Jadi jelaslah bahwa berdasarkan pertimbangan tersebut
yang dimaksud dengan PRONA adalah suatu proyek dari Pemerintah yang bersifat
Nasional yang bertugas untuk membantu pemerintah dalam hal untuk menciptakan
penertiban pemilikan hak atas tanah dengan jalan memberikan sertipikat secara
khusus kepada golongan otonomi lemah dengan jalan menimbulkan kesadaran hukum
masyarakat di bidang pertanahan di satu pihak dan menyelesaikan
sengketa-sengketa tanah yang bersifat strategis di lain pihak disamping
memberikan jaminan kepastian hukum di bidang pertanahan sebagai tanda bukti
yang kuat atas kepemilikan tanah, serta memberikan ketentraman bagi penguasaan
dan pemilikan tanah maupun menciptakan stabilitas sosial politik di kalangan
masyarakat.
2.1.3 Dasar Hukum Dari Pelaksanaan Proyek Operasi Nasional
Agraria
Pembicaraan tentang PRONA ini sengaja ditekankan dari
sudut pandangan hukum. Maka berkenaan dengan itu sebelum melangkah lebih jauh,
perlu diutarakan terlebih dahulu mengenai dasar hukum diadakannya PRONA
tersebut.
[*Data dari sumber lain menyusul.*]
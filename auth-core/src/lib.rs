//! Authentication and authorization core for the phone-number inventory
//! application.
//!
//! Dual-method sign-in (local credential store / directory-service bind)
//! with configurable precedence and fallback, signed-session issuance and
//! revocation, group/permission resolution with explicit-deny override, a
//! short-lived elevated-access challenge flow for dangerous operations, and
//! session+device-bound encryption for at-rest secrets.
//!
//! The UI/API layer, the phone-number record store, CSV import and report
//! generation are external collaborators; this crate exposes only the
//! sign-in / verify / permission-check surface they consume.

pub mod config;
pub mod directory;
pub mod models;
pub mod services;
pub mod store;
pub mod utils;

pub use config::{AuthConfig, FallbackPolicy};
pub use services::{
    AccessRequest, AuthEngine, AuthError, ChallengeKind, ChallengeResponses, ElevatedAccessEngine,
    ElevatedOutcome, FailureReason, PermissionEngine, SignInOutcome, VerifiedAccess,
};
Pentingnya hal itu adalah mengingat sistim Pemerintahan Negara
Indonesia yang ditegaskan dalam UUD 1945, antara lain menyebutkan:
1.
Negara Indonesia berdasarkan atas hukum
(rechstaat), bukan berdasarkan atas kekuasaan belaka.
2.
Pemerintahan berdasarkan atas Sistim
Konstitusi (hukum dasar), tidak bersifat Absolutisme (kekuasaan yang terbatas).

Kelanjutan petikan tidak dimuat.